# What you have to do
Reading down the listing below, count the lines where the word "return" shows up, then give only that count.
-----
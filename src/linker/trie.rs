//! Path trie for O(depth) path -> hash lookups

use crate::node::path;
use crate::types::Hash;
use std::collections::HashMap;

#[derive(Debug, Default)]
struct TrieNode {
    children: HashMap<String, TrieNode>,
    hash: Option<Hash>,
}

#[derive(Debug, Default)]
pub struct PathTrie {
    root: TrieNode,
}

impl PathTrie {
    pub fn new() -> Self {
        Self::default()
    }

    pub fn insert(&mut self, node_path: &str, hash: Hash) {
        let mut curr = &mut self.root;
        for part in path::split(node_path) {
            curr = curr.children.entry(part).or_default();
        }
        curr.hash = Some(hash);
    }

    pub fn lookup(&self, node_path: &str) -> Option<&Hash> {
        let mut curr = &self.root;
        for part in path::split(node_path) {
            curr = curr.children.get(&part)?;
        }
        curr.hash.as_ref()
    }

    /// Forget the hash at `node_path`, keeping entries below it.
    pub fn remove(&mut self, node_path: &str) -> Option<Hash> {
        let mut curr = &mut self.root;
        for part in path::split(node_path) {
            curr = curr.children.get_mut(&part)?;
        }
        curr.hash.take()
    }

    pub fn clear(&mut self) {
        self.root = TrieNode::default();
    }
}
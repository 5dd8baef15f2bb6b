//! In-memory indices kept in lock-step: hash -> node, inode -> hash and
//! path -> hash.
//!
//! The hash map owns the cached node; the other two indices only hold hashes
//! into it, so a node can never be reachable under a hash it no longer has.

use crate::linker::trie::PathTrie;
use crate::node::{Metadata, Node, NodeKind};
use crate::types::{Hash, Inode};
use std::collections::HashMap;

#[derive(Debug, Default)]
pub struct MemIndex {
    by_hash: HashMap<Hash, Node>,
    by_inode: HashMap<Inode, Hash>,
    by_path: PathTrie,
}

/// Only live tree nodes own their inode slot; ghosts share the inode of the
/// node they wrap and commits are not looked up by inode.
fn owns_inode(node: &Node) -> bool {
    matches!(node.kind(), NodeKind::File | NodeKind::Directory)
}

impl MemIndex {
    pub fn get(&self, hash: &Hash) -> Option<&Node> {
        self.by_hash.get(hash)
    }

    pub fn hash_for_inode(&self, inode: Inode) -> Option<&Hash> {
        self.by_inode.get(&inode)
    }

    pub fn hash_for_path(&self, path: &str) -> Option<&Hash> {
        self.by_path.lookup(path)
    }

    pub fn contains(&self, hash: &Hash) -> bool {
        self.by_hash.contains_key(hash)
    }

    pub fn len(&self) -> usize {
        self.by_hash.len()
    }

    /// Cache a node loaded from the store, by hash only.
    ///
    /// A loaded node may be a historical version, so it never claims the path
    /// or inode slot of the live one.
    pub fn remember(&mut self, node: Node) {
        let hash = node.tree_hash().clone();
        if hash.is_empty() {
            return;
        }
        self.by_hash.insert(hash, node);
    }

    /// Record the live hash at `path`, as read from the tree buckets.
    pub fn remember_path(&mut self, path: &str, hash: Hash) {
        self.by_path.insert(path, hash);
    }

    /// Record the live hash for `inode`, as read from the inode bucket.
    pub fn remember_inode(&mut self, inode: Inode, hash: Hash) {
        self.by_inode.insert(inode, hash);
    }

    /// Replace the cache entry for `old` with `node`.
    ///
    /// The old hash key is removed before the new one is inserted, and the
    /// path and inode slots are overwritten. A ghost replacing the node that
    /// still owns the inode slot releases that slot.
    pub fn swap(&mut self, old: Option<&Hash>, node: Node) {
        if let Some(old) = old {
            if old != node.tree_hash() {
                self.by_hash.remove(old);
            }
            if node.is_ghost() && self.by_inode.get(&node.inode()) == Some(old) {
                self.by_inode.remove(&node.inode());
            }
        }
        let hash = node.tree_hash().clone();
        if node.kind() != NodeKind::Commit {
            self.by_path.insert(&node.path(), hash.clone());
        }
        if owns_inode(&node) {
            self.by_inode.insert(node.inode(), hash.clone());
        }
        self.by_hash.insert(hash, node);
    }

    /// Drop every trace of `node`.
    pub fn purge(&mut self, node: &Node) {
        let hash = node.tree_hash();
        self.by_hash.remove(hash);
        if self.by_inode.get(&node.inode()) == Some(hash) {
            self.by_inode.remove(&node.inode());
        }
        let path = node.path();
        if self.by_path.lookup(&path) == Some(hash) {
            self.by_path.remove(&path);
        }
    }

    pub fn clear(&mut self) {
        self.by_hash.clear();
        self.by_inode.clear();
        self.by_path.clear();
    }
}
//! Repository config file source

use config::builder::DefaultState;
use config::ConfigBuilder;
use config::ConfigError;
use config::File;
use std::path::Path;

/// Add the config file at `path` to the builder.
///
/// An explicitly named file must exist; its format follows the extension.
pub fn add_to_builder(
    builder: ConfigBuilder<DefaultState>,
    path: &Path,
) -> Result<ConfigBuilder<DefaultState>, ConfigError> {
    if !path.exists() {
        return Err(ConfigError::NotFound(path.display().to_string()));
    }
    Ok(builder.add_source(File::from(path).required(true)))
}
-----
# Reply
2